Segment Open

/*
[INPUT]:  WebSocket configuration, optional API credentials, subscription requests
[OUTPUT]: Stream messages on a bounded channel and connection state updates
[POS]:    WebSocket layer - connection supervision, keepalive, reconnect and replay
[UPDATE]: When changing connection lifecycle, envelopes or delivery policy
*/

use std::sync::Arc;
use std::sync::atomic::{AtomicBool, AtomicUsize, Ordering};

use futures_util::stream::SplitSink;
use futures_util::{SinkExt, StreamExt};
use serde_json::Value;
use tokio::net::TcpStream;
use tokio::sync::{mpsc, watch, Mutex, RwLock};
use tokio::task::JoinHandle;
use tokio::time::{sleep, sleep_until, Instant, MissedTickBehavior};
use tokio_tungstenite::tungstenite::Message as WsMessage;
use tokio_tungstenite::{connect_async, MaybeTlsStream, WebSocketStream};
use tokio_util::sync::CancellationToken;
use tracing::{debug, info, warn};

use crate::auth::{Credentials, HmacSigner, ServerClock};
use crate::backoff::Backoff;
use crate::config::WsConfig;
use crate::http::{BydfiError, Result};
use crate::types::KlineInterval;
use crate::ws::message::{auth_envelope, ping_envelope, subscribe_envelope, unsubscribe_envelope};
use crate::ws::{InboundFrame, StreamMessage, Subscription, SubscriptionId, SubscriptionManager};

type WsStream = WebSocketStream<MaybeTlsStream<TcpStream>>;
type WsWriter = SplitSink<WsStream, WsMessage>;

const MESSAGE_SAMPLE_LIMIT: usize = 3;
const SUBSCRIPTION_LOG_LIMIT: usize = 10;
const DROPPED_LOG_LIMIT: usize = 3;
const PARSE_FAIL_LOG_LIMIT: usize = 3;
const RAW_LOG_MAX_BYTES: usize = 1024;

/// Lifecycle of the logical connection
#[derive(Debug, Clone, Copy, PartialEq, Eq)]
pub enum ConnectionState {
    Disconnected,
    Connecting,
    Connected,
    Reconnecting,
}

/// Why a session ended
#[derive(Debug)]
enum SessionEnd {
    Closed,
    Dropped(String),
}

/// Outcome of handling one inbound frame
#[derive(Debug, PartialEq, Eq)]
enum Flow {
    Continue,
    Closed,
}

/// WebSocket client for the BYDFi stream API.
///
/// One logical connection; subscriptions survive reconnects and are replayed
/// in the order they were first made. `close()` is terminal.
#[derive(Debug)]
pub struct BydfiWebSocket {
    shared: Arc<Shared>,
    message_rx: Option<mpsc::Receiver<StreamMessage>>,
    task: Mutex<Option<JoinHandle<()>>>,
}

#[derive(Debug)]
struct Shared {
    config: WsConfig,
    signer: Option<HmacSigner>,
    clock: ServerClock,
    subscriptions: RwLock<SubscriptionManager>,
    authenticate: AtomicBool,
    outbound: Mutex<Option<mpsc::UnboundedSender<WsMessage>>>,
    message_tx: mpsc::Sender<StreamMessage>,
    state_tx: watch::Sender<ConnectionState>,
    cancel: CancellationToken,
    logs: LogSampler,
}

impl BydfiWebSocket {
    /// Client for public streams
    pub fn new(config: WsConfig) -> Self {
        Self::build(config, None, ServerClock::new())
    }

    /// Client that can also authenticate for user data streams
    pub fn with_credentials(config: WsConfig, credentials: Credentials) -> Self {
        Self::build(config, Some(credentials), ServerClock::new())
    }

    /// Like [`Self::with_credentials`], signing with a clock shared with the REST client
    pub fn with_credentials_and_clock(config: WsConfig, credentials: Credentials, clock: ServerClock) -> Self {
        Self::build(config, Some(credentials), clock)
    }

    fn build(config: WsConfig, credentials: Option<Credentials>, clock: ServerClock) -> Self {
        let (message_tx, message_rx) = mpsc::channel(config.channel_capacity.max(1));
        let (state_tx, _) = watch::channel(ConnectionState::Disconnected);

        Self {
            shared: Arc::new(Shared {
                config,
                signer: credentials.map(HmacSigner::new),
                clock,
                subscriptions: RwLock::new(SubscriptionManager::new()),
                authenticate: AtomicBool::new(false),
                outbound: Mutex::new(None),
                message_tx,
                state_tx,
                cancel: CancellationToken::new(),
                logs: LogSampler::default(),
            }),
            message_rx: Some(message_rx),
            task: Mutex::new(None),
        }
    }

    /// Get the message receiver; only the first call returns it
    pub fn take_receiver(&mut self) -> Option<mpsc::Receiver<StreamMessage>> {
        self.message_rx.take()
    }

    /// Observe connection state changes
    pub fn state(&self) -> watch::Receiver<ConnectionState> {
        self.shared.state_tx.subscribe()
    }

    pub fn connection_state(&self) -> ConnectionState {
        *self.shared.state_tx.borrow()
    }

    /// Open the connection and start supervising it.
    ///
    /// The first attempt is made inline so its failure is returned; later
    /// drops are handled by reconnecting in the background.
    pub async fn connect(&self) -> Result<()> {
        let mut task = self.task.lock().await;
        if self.shared.cancel.is_cancelled() {
            return Err(BydfiError::Config("WebSocket client was closed".to_string()));
        }
        if task.as_ref().is_some_and(|handle| !handle.is_finished()) {
            return Err(BydfiError::Config("WebSocket already connected".to_string()));
        }

        self.shared.set_state(ConnectionState::Connecting);
        let stream = match open(&self.shared.config.url).await {
            Ok(stream) => stream,
            Err(err) => {
                self.shared.set_state(ConnectionState::Disconnected);
                return Err(err);
            }
        };
        info!(url = %self.shared.config.url, "ws connected");

        let shared = self.shared.clone();
        *task = Some(tokio::spawn(shared.supervise(stream)));
        Ok(())
    }

    /// Add a subscription and send it if connected.
    ///
    /// An already-active subscription returns its existing handle and sends
    /// nothing. While disconnected the subscription is recorded and sent on
    /// the next (re)connect.
    pub async fn subscribe(&self, subscription: Subscription) -> Result<SubscriptionId> {
        if subscription.channel().requires_auth() && self.shared.signer.is_none() {
            return Err(BydfiError::Config(
                "API key and secret required for user data streams".to_string(),
            ));
        }

        let mut subscriptions = self.shared.subscriptions.write().await;
        if subscription.channel().requires_auth() && !self.shared.authenticate.swap(true, Ordering::SeqCst) {
            self.shared.send_auth_if_connected().await?;
        }

        let (id, is_new) = subscriptions.subscribe(subscription.clone());
        if is_new {
            let envelope = subscribe_envelope(&subscription);
            if self.shared.send_if_connected(&envelope).await {
                self.shared.logs.subscription_sent("subscribe", &subscription);
            }
        }
        drop(subscriptions);
        Ok(id)
    }

    /// Remove a subscription; `false` if it was not active
    pub async fn unsubscribe(&self, subscription: &Subscription) -> Result<bool> {
        let mut subscriptions = self.shared.subscriptions.write().await;
        if !subscriptions.unsubscribe(subscription) {
            return Ok(false);
        }

        let envelope = unsubscribe_envelope(subscription);
        if self.shared.send_if_connected(&envelope).await {
            self.shared.logs.subscription_sent("unsubscribe", subscription);
        }
        Ok(true)
    }

    pub async fn subscribe_ticker(&self, symbol: &str) -> Result<SubscriptionId> {
        self.subscribe(Subscription::ticker(symbol)).await
    }

    pub async fn subscribe_ticker_24hr(&self, symbol: &str) -> Result<SubscriptionId> {
        self.subscribe(Subscription::ticker_24hr(symbol)).await
    }

    pub async fn subscribe_order_book(&self, symbol: &str, depth: u32) -> Result<SubscriptionId> {
        self.subscribe(Subscription::order_book(symbol, depth)).await
    }

    pub async fn subscribe_trades(&self, symbol: &str) -> Result<SubscriptionId> {
        self.subscribe(Subscription::trades(symbol)).await
    }

    pub async fn subscribe_klines(&self, symbol: &str, interval: KlineInterval) -> Result<SubscriptionId> {
        self.subscribe(Subscription::klines(symbol, interval)).await
    }

    /// Authenticate and subscribe to account and order updates
    pub async fn subscribe_user_data(&self) -> Result<(SubscriptionId, SubscriptionId)> {
        let account = self.subscribe(Subscription::account()).await?;
        let orders = self.subscribe(Subscription::orders()).await?;
        Ok((account, orders))
    }

    /// Active subscriptions in insertion order
    pub async fn active_subscriptions(&self) -> Vec<Subscription> {
        self.shared.subscriptions.read().await.active_set()
    }

    /// Close the connection, stop reconnecting and forget all subscriptions
    pub async fn close(&self) -> Result<()> {
        self.shared.cancel.cancel();
        let handle = self.task.lock().await.take();
        if let Some(handle) = handle {
            handle
                .await
                .map_err(|err| BydfiError::WebSocket(format!("connection task failed: {err}")))?;
        }

        self.shared.subscriptions.write().await.clear();
        self.shared.authenticate.store(false, Ordering::SeqCst);
        *self.shared.outbound.lock().await = None;
        self.shared.set_state(ConnectionState::Disconnected);
        info!("ws closed");
        Ok(())
    }
}

impl Drop for BydfiWebSocket {
    fn drop(&mut self) {
        self.shared.cancel.cancel();
    }
}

Segment Closed

● PROBLEM
Which lines of the material contain "build"? List them.

● TASK OUTPUT
        Self::build(config, None, ServerClock::new())
        Self::build(config, Some(credentials), ServerClock::new())
        Self::build(config, Some(credentials), clock)
    fn build(config: WsConfig, credentials: Option<Credentials>, clock: ServerClock) -> Self {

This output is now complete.